Raiyn, the link is not working, can you post it again? I realize that you know much more than I do. That's why I'm asking for feedback. Actually, I never thought of trying other components than XT. I thought that nothing could outperform XT components (but XTR). Thanks for the tip !

Safety: I need to change at least the chainrings ( ~$80), the chain and the cassette. The chain got stuck between the chainring and the frame a couple of times and that was dangerous. I'll wait to see how I handle the bike before getting a fork or buying a new ride.

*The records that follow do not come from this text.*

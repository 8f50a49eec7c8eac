//! Testing utilities and harness for remote hooks

#![allow(non_snake_case)]

pub mod resolver;
pub mod testing;

pub use resolver::DeferredResolver;
pub use testing::*;

pub mod prelude {
    pub use crate::resolver::DeferredResolver;
    pub use crate::testing::*;
}
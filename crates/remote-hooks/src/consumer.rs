use std::cell::Cell;
use std::panic::Location;
use std::rc::Rc;

use remote_hooks_runtime::{
    current_recompose_scope, current_runtime_handle, location_key, remember, useState,
    with_group, DisposableEffect, DisposableEffectScope, SideEffect,
};

use crate::error::LoadError;
use crate::hook::{ModuleRequest, DEFAULT_IMPORT_NAME};
use crate::provider::LocalRemoteHooks;
use crate::registry::{ConsumerId, Notify, StatePatch};
use crate::value::{args_shallow_eq, HookArgs, Value};

/// What [`useRemoteHook`] should load and the arguments to run it with.
#[derive(Debug, Clone, PartialEq)]
pub struct RemoteHookOptions {
    pub scope: String,
    pub module: String,
    pub import_name: Option<String>,
    pub args: HookArgs,
}

impl RemoteHookOptions {
    pub fn new(scope: impl Into<String>, module: impl Into<String>) -> Self {
        Self {
            scope: scope.into(),
            module: module.into(),
            import_name: None,
            args: HookArgs::new(),
        }
    }

    pub fn import_name(mut self, import_name: impl Into<String>) -> Self {
        self.import_name = Some(import_name.into());
        self
    }

    pub fn args(mut self, args: impl IntoIterator<Item = Value>) -> Self {
        self.args = args.into_iter().collect();
        self
    }

    pub fn request(&self) -> ModuleRequest {
        ModuleRequest::new(self.scope.clone(), self.module.clone()).with_import(
            self.import_name
                .clone()
                .unwrap_or_else(|| DEFAULT_IMPORT_NAME.to_string()),
        )
    }
}

/// Live view of a remote hook, read from the provider on every render.
#[derive(Debug, Clone, PartialEq)]
pub struct RemoteHookState {
    pub id: ConsumerId,
    /// `true` until the load settles, and whenever no state is known.
    pub loading: bool,
    pub error: Option<LoadError>,
    pub hook_result: Option<Value>,
}

/// Load a remote hook through the nearest `RemoteHookProvider` and run it
/// with `options.args`.
///
/// Call it from a `#[composable]` function: result changes re-render that
/// function. A new `(scope, module, import_name)` drops the previous load and
/// starts over; changing only the arguments reaches the running hook without
/// re-rendering the provider.
#[allow(non_snake_case)]
#[track_caller]
pub fn useRemoteHook(options: RemoteHookOptions) -> RemoteHookState {
    let location = Location::caller();
    let key = location_key(location.file(), location.line(), location.column());
    with_group(key, move || use_remote_hook(options))
}

fn use_remote_hook(options: RemoteHookOptions) -> RemoteHookState {
    let request = options.request();
    let args = options.args;
    let service = LocalRemoteHooks().current();
    let consumer_id = useState(ConsumerId::empty);

    // Read by the load once it settles, so it forwards the newest args.
    let latest_args = remember(HookArgs::new);
    latest_args.replace(args.clone());

    let notify: Notify = match current_recompose_scope() {
        Some(scope) => {
            let scope = scope.downgrade();
            Rc::new(move || scope.invalidate())
        }
        None => {
            log::warn!("useRemoteHook({request}) has no restartable scope to re-render");
            Rc::new(|| {})
        }
    };
    let runtime = current_runtime_handle();

    {
        let service = service.clone();
        let consumer_id = consumer_id.clone();
        let latest_args = latest_args.clone();
        let request = request.clone();
        DisposableEffect!(request.clone(), move |scope: DisposableEffectScope| {
            let subscription = service.subscribe(notify);
            let id = subscription.id();
            service.update_state(id, StatePatch::new().loading(true).error(None));
            consumer_id.set(id);

            let mounted = Rc::new(Cell::new(true));
            match service.resolver() {
                Some(resolver) => {
                    let load = resolver.resolve(&request);
                    let mounted = Rc::clone(&mounted);
                    let service = service.clone();
                    let task = async move {
                        let result = load.await;
                        if !mounted.get() {
                            log::debug!("discarding load of {request}: consumer {id} unmounted");
                            return;
                        }
                        match result {
                            Ok(hook) => {
                                log::debug!("loaded remote hook {request} for consumer {id}");
                                service.update_state(
                                    id,
                                    StatePatch::new().loading(false).error(None),
                                );
                                service.update_args(id, latest_args.get());
                                service.register_hook(id, hook);
                            }
                            Err(err) => {
                                log::warn!("failed to load remote hook {request}: {err}");
                                service.update_state(
                                    id,
                                    StatePatch::new().loading(false).error(Some(err)),
                                );
                            }
                        }
                    };
                    let spawned = runtime.and_then(|runtime| runtime.spawn_local(task));
                    if spawned.is_none() {
                        log::warn!("no runtime to load remote hook for consumer {id}");
                    }
                }
                None => log::warn!("useRemoteHook({request}) used outside a RemoteHookProvider"),
            }

            scope.on_dispose(move || {
                mounted.set(false);
                subscription.unsubscribe();
            })
        });
    }

    let forwarded = remember(|| None::<(ConsumerId, HookArgs)>);
    let id = consumer_id.value();
    if !id.is_empty() {
        let unchanged = forwarded.with(|last| {
            last.as_ref().is_some_and(|(last_id, last_args)| {
                *last_id == id && args_shallow_eq(last_args, &args)
            })
        });
        if !unchanged {
            forwarded.replace(Some((id, args.clone())));
            let service = service.clone();
            SideEffect(move || service.update_args(id, args));
        }
    }

    let state = service.get_state(id).unwrap_or_default();
    RemoteHookState {
        id,
        loading: state.loading.unwrap_or(true),
        error: state.error,
        hook_result: state.hook_result,
    }
}
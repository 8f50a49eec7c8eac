use std::any::Any;
use std::rc::Rc;
use std::sync::atomic::{AtomicUsize, Ordering};

use crate::composer::with_current_composer;

type LocalKey = usize;

static NEXT_LOCAL_KEY: AtomicUsize = AtomicUsize::new(1);

fn next_local_key() -> LocalKey {
    NEXT_LOCAL_KEY.fetch_add(1, Ordering::Relaxed)
}

/// Immutable linked list of provided values, innermost first. Restartable
/// scopes keep the chain they were composed under so they can recompose on
/// their own and still see their ancestors' providers.
pub(crate) type LocalChain = Option<Rc<LocalLink>>;

pub(crate) struct LocalLink {
    key: LocalKey,
    value: Rc<dyn Any>,
    parent: LocalChain,
}

pub(crate) fn lookup(chain: &LocalChain, key: LocalKey) -> Option<Rc<dyn Any>> {
    let mut link = chain.as_ref();
    while let Some(current) = link {
        if current.key == key {
            return Some(Rc::clone(&current.value));
        }
        link = current.parent.as_ref();
    }
    None
}

pub struct ProvidedValue {
    key: LocalKey,
    value: Rc<dyn Any>,
}

impl ProvidedValue {
    pub(crate) fn push_onto(self, parent: LocalChain) -> LocalChain {
        Some(Rc::new(LocalLink {
            key: self.key,
            value: self.value,
            parent,
        }))
    }
}

/// A composition local whose reads are not tracked.
///
/// The provided value is expected to stay the same for the lifetime of the
/// providing group (services, configuration). Changing it does not
/// invalidate readers; only groups that recompose for other reasons observe
/// the new value.
#[derive(Clone)]
pub struct StaticCompositionLocal<T: Clone + 'static> {
    key: LocalKey,
    default: Rc<dyn Fn() -> T>,
}

impl<T: Clone + 'static> PartialEq for StaticCompositionLocal<T> {
    fn eq(&self, other: &Self) -> bool {
        self.key == other.key
    }
}

impl<T: Clone + 'static> Eq for StaticCompositionLocal<T> {}

impl<T: Clone + 'static> StaticCompositionLocal<T> {
    pub fn provides(&self, value: T) -> ProvidedValue {
        ProvidedValue {
            key: self.key,
            value: Rc::new(value),
        }
    }

    /// The innermost provided value, or the default outside any provider or
    /// outside composition.
    pub fn current(&self) -> T {
        with_current_composer(|composer| composer.read_local(self.key))
            .flatten()
            .and_then(|value| value.downcast_ref::<T>().cloned())
            .unwrap_or_else(|| self.default_value())
    }

    pub fn default_value(&self) -> T {
        (self.default)()
    }
}

#[allow(non_snake_case)]
pub fn staticCompositionLocalOf<T: Clone + 'static>(
    default: impl Fn() -> T + 'static,
) -> StaticCompositionLocal<T> {
    StaticCompositionLocal {
        key: next_local_key(),
        default: Rc::new(default),
    }
}

#[allow(non_snake_case)]
pub fn CompositionLocalProvider<R>(
    values: impl IntoIterator<Item = ProvidedValue>,
    content: impl FnOnce() -> R,
) -> R {
    let provided: Vec<ProvidedValue> = values.into_iter().collect();
    match with_current_composer(|composer| composer.push_locals(provided)) {
        Some(previous) => {
            let result = content();
            with_current_composer(|composer| composer.restore_locals(previous));
            result
        }
        None => content(),
    }
}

I had the bike for 10 years and most of my miles were done in a big city. My bike only suffered the abuse of jumping on and off sidewalks, and some close encounters with cars and buses. My handlebar ends saved my fingers many times. I used my bike to go to school every day, and I would get right behind a bus to get into the "suction zone", reaching speeds of 35mph. I was crazy and stupid back then...

The tip on commitment is great. I use my arms a lot and have a good feel of the wheel and fork movements. What I can't figure out is where to put the weight on when going uphill, downhill or turning: rear or front wheel? I should keep my seat post down, I like it very high but seems that it doesn't apply to trails.

I got my clipless pedals and shoes today. They are heavy !!! Ritchey and Exustar shoes... maybe made a mistake here.

Just of a curiosity: is there any significant difference between newer frames and old frames? sometimes there are good deals on old frames. Are they worth looking for if you don't have the money for a new one? From what you said, old forks and used components are not a good idea.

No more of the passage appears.